Marianne Aellen1,David Norris1
ETH Zurich1
Marianne Aellen1,David Norris1
ETH Zurich1
Photonic integrated circuits utilize waveguides to route electromagnetic signals. To amplify these signals, a gain material must be included. In this case, design optimization requires the relationship between amplification and waveguide geometry to be understood. The confinement factor links the gain experienced by the guided mode to the geometry-independent amplification strength of the gain material. Several expressions for the confinement factor have appeared in the literature. Unfortunately, not all of these expressions apply to strongly confined waveguide modes, which are desired in miniaturized optical components. Here, we elucidate the most general description of the confinement factor. Further, we clarify which simplifications have led to other formulations. While related to confinement, these are not generally applicable to the determination of the amplification of a guided mode.
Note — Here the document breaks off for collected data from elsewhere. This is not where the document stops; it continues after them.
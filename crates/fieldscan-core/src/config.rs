// SPDX-License-Identifier: PMPL-1.0-or-later
// Copyright (c) 2026 Jonathan D.A. Jewell (hyperpolymath) <jonathan.jewell@open.ac.uk>
//
// Application configuration.

use std::path::Path;
use std::time::Duration;

use serde::{Deserialize, Serialize};

use crate::error::{FieldscanError, Result};

/// Thresholds that govern which candidates survive ranking.
#[derive(Debug, Clone, PartialEq, Serialize, Deserialize)]
#[serde(default)]
pub struct ExtractionConfig {
    /// Structured fields resolved below this confidence are omitted.
    pub structured_min_confidence: f64,
    /// Free words must reach this confidence to be reported as `text`.
    pub text_min_confidence: f64,
    /// Confidence given to structured matches found only in unlocalized text.
    pub unlocalized_confidence: f64,
    /// Shortest free word reported as `text`.
    pub text_min_length: usize,
    /// Whether the report includes description/amount line items.
    pub extract_line_items: bool,
}

impl Default for ExtractionConfig {
    fn default() -> Self {
        Self {
            structured_min_confidence: 70.0,
            text_min_confidence: 85.0,
            unlocalized_confidence: 95.0,
            text_min_length: 3,
            extract_line_items: true,
        }
    }
}

/// Render queue tuning.
#[derive(Debug, Clone, PartialEq, Serialize, Deserialize)]
#[serde(default)]
pub struct QueueConfig {
    /// Pause after each task settles before the next one starts, giving the
    /// rendering surface time to release native resources.
    pub settle_interval_ms: u64,
}

impl QueueConfig {
    pub fn settle_interval(&self) -> Duration {
        Duration::from_millis(self.settle_interval_ms)
    }
}

impl Default for QueueConfig {
    fn default() -> Self {
        Self {
            settle_interval_ms: 100,
        }
    }
}

/// Persistent application settings.
#[derive(Debug, Clone, Default, PartialEq, Serialize, Deserialize)]
#[serde(default)]
pub struct AppConfig {
    pub extraction: ExtractionConfig,
    pub queue: QueueConfig,
}

impl AppConfig {
    /// Load settings from a JSON file.  Missing keys take their defaults.
    pub fn load(path: impl AsRef<Path>) -> Result<Self> {
        let path = path.as_ref();
        let raw = std::fs::read_to_string(path)?;
        let config: Self = serde_json::from_str(&raw)
            .map_err(|e| FieldscanError::Config(format!("{}: {e}", path.display())))?;
        config.validate()?;
        Ok(config)
    }

    /// Reject thresholds outside the confidence scale.
    pub fn validate(&self) -> Result<()> {
        let ex = &self.extraction;
        for (name, value) in [
            ("structured_min_confidence", ex.structured_min_confidence),
            ("text_min_confidence", ex.text_min_confidence),
            ("unlocalized_confidence", ex.unlocalized_confidence),
        ] {
            if !(0.0..=100.0).contains(&value) {
                return Err(FieldscanError::Config(format!(
                    "{name} must be within 0..=100, got {value}"
                )));
            }
        }
        Ok(())
    }
}

#[cfg(test)]
mod tests {
    use super::*;
    use std::io::Write;

    #[test]
    fn defaults_match_documented_thresholds() {
        let config = AppConfig::default();
        assert_eq!(config.extraction.structured_min_confidence, 70.0);
        assert_eq!(config.extraction.text_min_confidence, 85.0);
        assert_eq!(config.extraction.unlocalized_confidence, 95.0);
        assert_eq!(config.queue.settle_interval(), Duration::from_millis(100));
    }

    #[test]
    fn partial_file_keeps_defaults() {
        let mut file = tempfile::NamedTempFile::new().expect("temp file");
        write!(file, r#"{{"extraction": {{"text_min_confidence": 80}}}}"#).expect("write");

        let config = AppConfig::load(file.path()).expect("load");
        assert_eq!(config.extraction.text_min_confidence, 80.0);
        assert_eq!(config.extraction.structured_min_confidence, 70.0);
        assert_eq!(config.queue.settle_interval_ms, 100);
    }

    #[test]
    fn out_of_range_threshold_is_rejected() {
        let mut file = tempfile::NamedTempFile::new().expect("temp file");
        write!(file, r#"{{"extraction": {{"structured_min_confidence": 140}}}}"#).expect("write");

        let err = AppConfig::load(file.path()).expect_err("should reject");
        assert!(matches!(err, FieldscanError::Config(_)));
    }

    #[test]
    fn missing_file_is_io_error() {
        let err = AppConfig::load("/nonexistent/fieldscan.json").expect_err("missing");
        assert!(matches!(err, FieldscanError::Io(_)));
    }
}
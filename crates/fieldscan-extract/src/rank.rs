// SPDX-License-Identifier: PMPL-1.0-or-later
// Copyright (c) 2026 Jonathan D.A. Jewell (hyperpolymath) <jonathan.jewell@open.ac.uk>
//
// Field deduplicator and ranker.
//
// Turns the unordered candidate pool into the final field list:
//
//   1. one winner per structured type, above the confidence floor;
//   2. free `text` words that pass the validity filter;
//   3. free words overlapping a structured value are dropped;
//   4. duplicates by (normalized value, type) collapse to the first;
//   5. structured fields first, then text, each top-to-bottom.

use std::collections::{BTreeMap, HashSet};

use tracing::debug;

use fieldscan_core::config::ExtractionConfig;
use fieldscan_core::types::{ExtractedField, FieldCandidate, FieldType, OcrWord, TextSpan};

/// Punctuation allowed in free-text tokens besides letters and digits.
const ALLOWED_PUNCTUATION: &str = ".,$@#%&+=_:;/\\";

/// Common English function words never reported as free text.
const STOPWORDS: &[&str] = &[
    "the", "and", "for", "are", "but", "not", "you", "all", "any", "can", "had", "her", "was",
    "one", "our", "out", "has", "his", "how", "its", "may", "who", "did", "get", "him", "let",
    "she", "too", "use", "with", "this", "that", "from", "they", "will", "have", "your", "been",
    "were", "than", "then", "them", "what", "when", "which", "into", "upon", "also", "only",
    "per", "via", "off", "over", "some", "such", "each", "there", "their", "these", "those",
    "would", "could", "should", "about", "after", "before",
];

/// Whether `candidate` beats `incumbent`: higher confidence, or equal
/// confidence from an earlier-declared rule.
fn beats(candidate: &FieldCandidate, incumbent: &FieldCandidate) -> bool {
    candidate.confidence > incumbent.confidence
        || (candidate.confidence == incumbent.confidence
            && candidate.pattern_rank < incumbent.pattern_rank)
}

/// Keep the best candidate per structured type, dropping winners below
/// `min_confidence`.  Output is in [`FieldType`] declaration order.
pub fn select_structured(candidates: Vec<FieldCandidate>, min_confidence: f64) -> Vec<FieldCandidate> {
    let mut best: BTreeMap<FieldType, FieldCandidate> = BTreeMap::new();
    for candidate in candidates.into_iter().filter(|c| c.field_type.is_structured()) {
        match best.get(&candidate.field_type) {
            Some(incumbent) if !beats(&candidate, incumbent) => {}
            _ => {
                best.insert(candidate.field_type, candidate);
            }
        }
    }

    best.into_values()
        .filter(|winner| {
            let keep = winner.confidence >= min_confidence;
            if !keep {
                debug!(
                    field = %winner.field_type,
                    confidence = winner.confidence,
                    min_confidence,
                    "structured field below confidence floor"
                );
            }
            keep
        })
        .collect()
}

/// Whether a free word is worth reporting as `text`.
pub fn is_valid_free_text(text: &str, min_len: usize) -> bool {
    let text = text.trim();
    if text.chars().count() < min_len || !text.chars().any(char::is_alphabetic) {
        return false;
    }
    if !text
        .chars()
        .all(|c| c.is_alphanumeric() || ALLOWED_PUNCTUATION.contains(c))
    {
        return false;
    }
    let bare = text
        .trim_matches(|c: char| !c.is_alphanumeric())
        .to_lowercase();
    !STOPWORDS.contains(&bare.as_str())
}

/// Free `text` candidates from individual high-confidence words.
pub fn collect_text_candidates(words: &[OcrWord], config: &ExtractionConfig) -> Vec<FieldCandidate> {
    words
        .iter()
        .enumerate()
        .filter(|(_, word)| word.confidence() >= config.text_min_confidence)
        .filter(|(_, word)| is_valid_free_text(word.text(), config.text_min_length))
        .map(|(idx, word)| FieldCandidate {
            field_type: FieldType::Text,
            value: word.text().trim().to_string(),
            raw_source_text: word.text().to_string(),
            confidence: word.confidence(),
            bbox: word.bbox(),
            pattern_rank: idx,
        })
        .collect()
}

/// Drop free text that is a substring of, or contains, a structured value.
pub fn drop_overlapping(text: Vec<FieldCandidate>, structured: &[FieldCandidate]) -> Vec<FieldCandidate> {
    let taken: Vec<String> = structured
        .iter()
        .map(|c| c.value.trim().to_lowercase())
        .filter(|v| !v.is_empty())
        .collect();

    text.into_iter()
        .filter(|candidate| {
            let value = candidate.value.trim().to_lowercase();
            !taken
                .iter()
                .any(|t| t.contains(value.as_str()) || value.contains(t.as_str()))
        })
        .collect()
}

/// Key under which two fields count as duplicates.
fn dedup_key(field: &ExtractedField) -> (String, FieldType) {
    let normalized = field
        .value
        .split_whitespace()
        .collect::<Vec<_>>()
        .join(" ")
        .to_lowercase();
    (normalized, field.field_type)
}

/// Remove duplicates by (normalized value, type), keeping first occurrences.
pub fn dedup_fields(fields: Vec<ExtractedField>) -> Vec<ExtractedField> {
    let mut seen = HashSet::new();
    fields
        .into_iter()
        .filter(|field| seen.insert(dedup_key(field)))
        .collect()
}

/// Structured fields before `text`, each group top-to-bottom.  Stable.
pub fn order_fields(fields: &mut [ExtractedField]) {
    fields.sort_by(|a, b| {
        let group_a = a.field_type == FieldType::Text;
        let group_b = b.field_type == FieldType::Text;
        group_a.cmp(&group_b).then(a.bbox.y.total_cmp(&b.bbox.y))
    });
}

/// Full ranking: structured pool plus free-word pool in, final list out.
pub fn rank(
    structured_pool: Vec<FieldCandidate>,
    text_pool: Vec<FieldCandidate>,
    config: &ExtractionConfig,
) -> Vec<ExtractedField> {
    let structured = select_structured(structured_pool, config.structured_min_confidence);
    let text = drop_overlapping(text_pool, &structured);

    let fields: Vec<ExtractedField> = structured
        .into_iter()
        .chain(text)
        .map(FieldCandidate::into_field)
        .collect();

    let mut fields = dedup_fields(fields);
    order_fields(&mut fields);
    fields
}

#[cfg(test)]
mod tests {
    use super::*;
    use fieldscan_core::types::BoundingBox;

    fn candidate(field_type: FieldType, value: &str, confidence: f64, y: f64, rank: usize) -> FieldCandidate {
        FieldCandidate {
            field_type,
            value: value.into(),
            raw_source_text: value.into(),
            confidence,
            bbox: BoundingBox::new(0.0, y, 50.0, y + 10.0),
            pattern_rank: rank,
        }
    }

    #[test]
    fn highest_confidence_wins_per_type() {
        let winners = select_structured(
            vec![
                candidate(FieldType::Total, "10.00", 80.0, 0.0, 0),
                candidate(FieldType::Total, "99.00", 92.0, 0.0, 2),
                candidate(FieldType::Tax, "1.00", 75.0, 0.0, 3),
            ],
            70.0,
        );
        assert_eq!(winners.len(), 2);
        assert_eq!(winners[0].value, "99.00");
        assert_eq!(winners[1].field_type, FieldType::Tax);
    }

    #[test]
    fn confidence_tie_prefers_earlier_rule() {
        let winners = select_structured(
            vec![
                candidate(FieldType::Date, "2024-02-02", 90.0, 0.0, 7),
                candidate(FieldType::Date, "2024-01-01", 90.0, 0.0, 5),
            ],
            70.0,
        );
        assert_eq!(winners[0].value, "2024-01-01");
    }

    #[test]
    fn winner_below_floor_is_omitted() {
        let winners = select_structured(vec![candidate(FieldType::Vendor, "Acme", 60.0, 0.0, 0)], 70.0);
        assert!(winners.is_empty());
    }

    #[test]
    fn free_text_filter() {
        assert!(is_valid_free_text("Widgets", 3));
        assert!(is_valid_free_text("Net:30", 3));
        assert!(!is_valid_free_text("ab", 3));
        assert!(!is_valid_free_text("1234", 3));
        assert!(!is_valid_free_text("the", 3));
        assert!(!is_valid_free_text("With,", 3));
        assert!(!is_valid_free_text("Price!", 3));
    }

    #[test]
    fn low_confidence_words_are_not_text() {
        let config = ExtractionConfig::default();
        let words = vec![
            OcrWord::new("Shipping", 60.0, BoundingBox::placeholder()),
            OcrWord::new("Handling", 91.0, BoundingBox::placeholder()),
        ];
        let text = collect_text_candidates(&words, &config);
        assert_eq!(text.len(), 1);
        assert_eq!(text[0].value, "Handling");
    }

    #[test]
    fn text_overlapping_structured_value_is_dropped() {
        let structured = vec![candidate(FieldType::Vendor, "Acme Corp", 90.0, 0.0, 0)];
        let text = vec![
            candidate(FieldType::Text, "Acme", 90.0, 0.0, 0),
            candidate(FieldType::Text, "Acme-Corp-Holdings", 90.0, 0.0, 1),
            candidate(FieldType::Text, "Thanks", 90.0, 0.0, 2),
        ];
        let kept = drop_overlapping(text, &structured);
        let values: Vec<&str> = kept.iter().map(|c| c.value.as_str()).collect();
        assert_eq!(values, vec!["Acme-Corp-Holdings", "Thanks"]);
    }

    #[test]
    fn structured_fields_precede_text_in_reading_order() {
        let config = ExtractionConfig::default();
        let fields = rank(
            vec![
                candidate(FieldType::Total, "12.00", 90.0, 500.0, 1),
                candidate(FieldType::InvoiceNumber, "A-17", 90.0, 40.0, 0),
            ],
            vec![
                candidate(FieldType::Text, "Thanks", 90.0, 10.0, 0),
                candidate(FieldType::Text, "Widgets", 90.0, 5.0, 1),
            ],
            &config,
        );

        let order: Vec<(FieldType, &str)> =
            fields.iter().map(|f| (f.field_type, f.value.as_str())).collect();
        assert_eq!(
            order,
            vec![
                (FieldType::InvoiceNumber, "A-17"),
                (FieldType::Total, "12.00"),
                (FieldType::Text, "Widgets"),
                (FieldType::Text, "Thanks"),
            ]
        );
    }

    #[test]
    fn duplicate_text_collapses_to_first() {
        let config = ExtractionConfig::default();
        let fields = rank(
            vec![],
            vec![
                candidate(FieldType::Text, "Widgets", 90.0, 10.0, 0),
                candidate(FieldType::Text, "WIDGETS", 95.0, 30.0, 1),
            ],
            &config,
        );
        assert_eq!(fields.len(), 1);
        assert_eq!(fields[0].bbox.y, 10.0);
    }

    #[test]
    fn dedup_and_order_are_idempotent() {
        let config = ExtractionConfig::default();
        let once = rank(
            vec![
                candidate(FieldType::Tax, "3.00", 88.0, 300.0, 4),
                candidate(FieldType::Date, "2024-01-01", 88.0, 20.0, 2),
            ],
            vec![
                candidate(FieldType::Text, "Alpha", 90.0, 50.0, 0),
                candidate(FieldType::Text, "alpha", 90.0, 60.0, 1),
                candidate(FieldType::Text, "Beta", 90.0, 50.0, 2),
            ],
            &config,
        );

        let mut twice = dedup_fields(once.clone());
        order_fields(&mut twice);
        assert_eq!(once, twice);
    }

    #[test]
    fn empty_pool_is_empty_output() {
        let config = ExtractionConfig::default();
        assert!(rank(vec![], vec![], &config).is_empty());
    }
}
Using two numerical examples, we demonstrate the validity and limitation of various expressions of the confinement factor. In high-index-contrast or metallic waveguides, it is typically found that the confinement factor exceeds unity. This counter-intuitive result can be explained by a slowdown of the guided light. Only the general expression of the confinement factor can capture this behavior. Our discussion here provides the necessary understanding to correctly employ the confinement factor for optimization of designs in nanophotonics and plasmonics.